From: Andrew Morton <akpm@osdl.org>
To: Christoph Lameter <clameter@sgi.com>
Cc: nickpiggin@yahoo.com.au, linux-mm@kvack.org
Subject: Re: Avoid excessive time spend on concurrent slab shrinking
Date: Fri, 31 Mar 2006 15:46:08 -0800 [thread overview]
Message-ID: <20060331154608.00a36954.akpm@osdl.org> (raw)
In-Reply-To: <Pine.LNX.4.64.0603311507130.8617@schroedinger.engr.sgi.com>
Christoph Lameter <clameter@sgi.com> wrote:
>
> On Fri, 31 Mar 2006, Andrew Morton wrote:
>
> > Christoph Lameter <clameter@sgi.com> wrote:
> > >
> > > We experienced that concurrent slab shrinking on 2.6.16 can slow down a
> > > system excessively due to lock contention.
> >
> > How much?
>
> System sluggish in general. cscope takes 20 minutes to start etc. Dropping
> the caches restored performance.
OK. What sort of system was it, and what was the workload? FIlesystem types?

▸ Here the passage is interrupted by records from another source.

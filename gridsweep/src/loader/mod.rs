//! Dataset loader for delimited network exports.
//!
//! A dataset directory holds one file per table. Headers are matched
//! case-insensitively against the English column names and the utility's
//! export headers, so both `node1` and `NODO1_ID` work.

use std::collections::HashSet;
use std::path::{Path, PathBuf};

use csv::{ReaderBuilder, StringRecord, Trim};
use serde::{Deserialize, Serialize};

use crate::core::GridSweepError;
use crate::network::{Circuit, LineSegment, NetworkDataset, SwitchState, SwitchingElement, Transformer};

/// Where and how to read a dataset directory
#[derive(Clone, Debug, PartialEq, Eq, Serialize, Deserialize)]
#[serde(default)]
pub struct LoaderOptions {
    pub delimiter: u8,
    pub circuits_file: String,
    pub switching_elements_file: String,
    pub lines_file: String,
    pub transformers_file: String,
    /// Fail when the transformers file is absent instead of loading none
    pub transformers_required: bool,
}

impl Default for LoaderOptions {
    fn default() -> Self {
        Self {
            delimiter: b';',
            circuits_file: "circuits.csv".to_string(),
            switching_elements_file: "switching_elements.csv".to_string(),
            lines_file: "lines.csv".to_string(),
            transformers_file: "transformers.csv".to_string(),
            transformers_required: false,
        }
    }
}

/// A logical column and the headers accepted for it
struct Column {
    name: &'static str,
    aliases: &'static [&'static str],
    required: bool,
}

const fn required(name: &'static str, aliases: &'static [&'static str]) -> Column {
    Column { name, aliases, required: true }
}

const fn optional(name: &'static str, aliases: &'static [&'static str]) -> Column {
    Column { name, aliases, required: false }
}

const CIRCUIT_COLUMNS: &[Column] = &[required("name", &["circuit", "circuito"])];

const SWITCHING_ELEMENT_COLUMNS: &[Column] = &[
    required("id", &["g3e_fid"]),
    required("node1", &["nodo1_id"]),
    required("node2", &["nodo2_id"]),
    required("operational_code", &["codigo_operativo"]),
    optional("element_type", &["tipo"]),
    required("stable_state", &["est_estable"]),
    required("native_circuit", &["circuito"]),
];

const LINE_COLUMNS: &[Column] = &[
    required("id", &["g3e_fid"]),
    required("node1", &["nodo1_id"]),
    required("node2", &["nodo2_id"]),
    required("native_circuit", &["circuito"]),
];

const TRANSFORMER_COLUMNS: &[Column] = &[
    required("id", &["g3e_fid"]),
    optional("code", &["codigo"]),
    required("node1", &["nodo1_id"]),
    required("node2", &["nodo2_id"]),
    required("native_circuit", &["circuito"]),
];

/// Positions of the logical columns inside one file's header
struct HeaderMap {
    positions: Vec<Option<usize>>,
}

impl HeaderMap {
    fn resolve(file: &Path, headers: &StringRecord, columns: &[Column]) -> Result<Self, GridSweepError> {
        let normalized: Vec<String> = headers.iter().map(|h| h.trim().to_ascii_lowercase()).collect();
        let positions: Vec<Option<usize>> = columns
            .iter()
            .map(|column| {
                normalized
                    .iter()
                    .position(|h| h == column.name || column.aliases.contains(&h.as_str()))
            })
            .collect();

        let missing: Vec<String> = columns
            .iter()
            .zip(&positions)
            .filter(|(column, position)| column.required && position.is_none())
            .map(|(column, _)| column.name.to_string())
            .collect();
        if !missing.is_empty() {
            return Err(GridSweepError::MissingColumns {
                file: file.to_path_buf(),
                columns: missing,
            });
        }
        Ok(Self { positions })
    }

    /// Why a record cannot be loaded: a required field is absent from a
    /// short row, or the identifying first column is blank.
    fn incomplete(&self, record: &StringRecord, columns: &[Column]) -> Option<String> {
        let absent: Vec<&str> = columns
            .iter()
            .zip(&self.positions)
            .filter(|(column, position)| column.required && position.map_or(true, |i| i >= record.len()))
            .map(|(column, _)| column.name)
            .collect();
        if !absent.is_empty() {
            return Some(format!("missing {}", absent.join(", ")));
        }
        if self.text(record, 0).is_empty() {
            return Some(format!("blank {}", columns[0].name));
        }
        None
    }

    fn get<'r>(&self, record: &'r StringRecord, column: usize) -> Option<&'r str> {
        self.positions[column].and_then(|i| record.get(i))
    }

    fn text(&self, record: &StringRecord, column: usize) -> String {
        self.get(record, column).unwrap_or_default().trim().to_string()
    }

    fn node(&self, record: &StringRecord, column: usize) -> Option<String> {
        self.get(record, column).and_then(normalize_node)
    }
}

/// Node references that mean "not connected" become `None`
fn normalize_node(value: &str) -> Option<String> {
    let value = value.trim();
    match value.to_ascii_lowercase().as_str() {
        "" | "nan" | "none" | "null" => None,
        _ => Some(value.to_string()),
    }
}

fn csv_error(file: &Path, e: csv::Error) -> GridSweepError {
    GridSweepError::Csv {
        file: file.to_path_buf(),
        message: e.to_string(),
    }
}

/// Open `path`, resolve its header against `columns` and hand every record
/// to `row`.
fn read_table<F>(path: &Path, options: &LoaderOptions, columns: &[Column], mut row: F) -> Result<(), GridSweepError>
where
    F: FnMut(&HeaderMap, &StringRecord),
{
    let mut reader = ReaderBuilder::new()
        .delimiter(options.delimiter)
        .trim(Trim::All)
        .flexible(true)
        .from_path(path)
        .map_err(|e| csv_error(path, e))?;

    let headers = reader.headers().map_err(|e| csv_error(path, e))?.clone();
    let map = HeaderMap::resolve(path, &headers, columns)?;

    for record in reader.records() {
        let record = record.map_err(|e| csv_error(path, e))?;
        if record.iter().all(|field| field.is_empty()) {
            continue;
        }
        if let Some(problem) = map.incomplete(&record, columns) {
            tracing::warn!(
                "{}: skipping record at line {}: {}",
                path.display(),
                record.position().map(|p| p.line()).unwrap_or_default(),
                problem
            );
            continue;
        }
        row(&map, &record);
    }
    Ok(())
}

/// Circuit names in file order. Repeated names are dropped.
pub fn load_circuits(path: &Path, options: &LoaderOptions) -> Result<Vec<Circuit>, GridSweepError> {
    let mut circuits = Vec::new();
    let mut seen = HashSet::new();
    read_table(path, options, CIRCUIT_COLUMNS, |map, record| {
        let name = map.text(record, 0);
        if seen.insert(name.clone()) {
            circuits.push(Circuit::new(name));
        } else {
            tracing::warn!("{}: duplicate circuit '{}' ignored", path.display(), name);
        }
    })?;
    Ok(circuits)
}

pub fn load_switching_elements(
    path: &Path,
    options: &LoaderOptions,
) -> Result<Vec<SwitchingElement>, GridSweepError> {
    let mut elements = Vec::new();
    read_table(path, options, SWITCHING_ELEMENT_COLUMNS, |map, record| {
        let id = map.text(record, 0);
        let raw_state = map.text(record, 5);
        let stable_state = raw_state.parse::<SwitchState>().unwrap_or_else(|_| {
            tracing::warn!(
                "{}: element {} has unknown state '{}', loading as OPEN",
                path.display(),
                id,
                raw_state
            );
            SwitchState::Open
        });
        let element_type = match map.text(record, 4).to_ascii_uppercase() {
            t if t.is_empty() => "SWITCH".to_string(),
            t => t,
        };

        elements.push(SwitchingElement {
            node1: map.node(record, 1),
            node2: map.node(record, 2),
            operational_code: map.text(record, 3),
            element_type,
            stable_state,
            native_circuit: map.text(record, 6),
            id,
        });
    })?;
    Ok(elements)
}

pub fn load_lines(path: &Path, options: &LoaderOptions) -> Result<Vec<LineSegment>, GridSweepError> {
    let mut lines = Vec::new();
    read_table(path, options, LINE_COLUMNS, |map, record| {
        lines.push(LineSegment {
            id: map.text(record, 0),
            node1: map.node(record, 1),
            node2: map.node(record, 2),
            native_circuit: map.text(record, 3),
        });
    })?;
    Ok(lines)
}

pub fn load_transformers(path: &Path, options: &LoaderOptions) -> Result<Vec<Transformer>, GridSweepError> {
    let mut transformers = Vec::new();
    read_table(path, options, TRANSFORMER_COLUMNS, |map, record| {
        let code = map.text(record, 1);
        transformers.push(Transformer {
            id: map.text(record, 0),
            code: (!code.is_empty()).then_some(code),
            node1: map.node(record, 2),
            node2: map.node(record, 3),
            native_circuit: map.text(record, 4),
        });
    })?;
    Ok(transformers)
}

/// Load the four tables of a dataset directory.
pub fn load_dataset(dir: &Path, options: &LoaderOptions) -> Result<NetworkDataset, GridSweepError> {
    if !dir.is_dir() {
        return Err(GridSweepError::Other(format!(
            "dataset directory not found: {}",
            dir.display()
        )));
    }

    let circuits = load_circuits(&dir.join(&options.circuits_file), options)?;
    let switching_elements = load_switching_elements(&dir.join(&options.switching_elements_file), options)?;
    let lines = load_lines(&dir.join(&options.lines_file), options)?;

    let transformers_path: PathBuf = dir.join(&options.transformers_file);
    let transformers = if transformers_path.is_file() || options.transformers_required {
        load_transformers(&transformers_path, options)?
    } else {
        tracing::info!(
            "{} not found, continuing without transformers",
            transformers_path.display()
        );
        Vec::new()
    };

    let dataset = NetworkDataset {
        circuits,
        switching_elements,
        lines,
        transformers,
    };
    let stats = dataset.stats();
    tracing::info!(
        "Loaded {}: {} circuits, {} switching elements, {} lines, {} transformers",
        dir.display(),
        stats.circuit_count,
        stats.switching_element_count,
        stats.line_count,
        stats.transformer_count
    );
    Ok(dataset)
}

What sort of overhead was it? sleeping-in-D-state?
pingponging-cachelines-around?
It's been like that for an awful long time. Can you think why this has
only just now been noticed?
> > Which lock(s)?
>
> Seems to be mainly iprune_sem. So its inode reclaim.
But why on earth would iprune_mutex make such a difference? The kernel can
throw away inodes at a great old rate, and it takes quite some time to
restore them.
I fear that something new is happening, and that prune_icache() is now
doing lots of work without achieving anything.
We have fiddled with various things in fs/inode.c which could affect this
over the past year. I wonder if one of those changes has caused the inode
scan to now scan lots of unreclaimable inodes.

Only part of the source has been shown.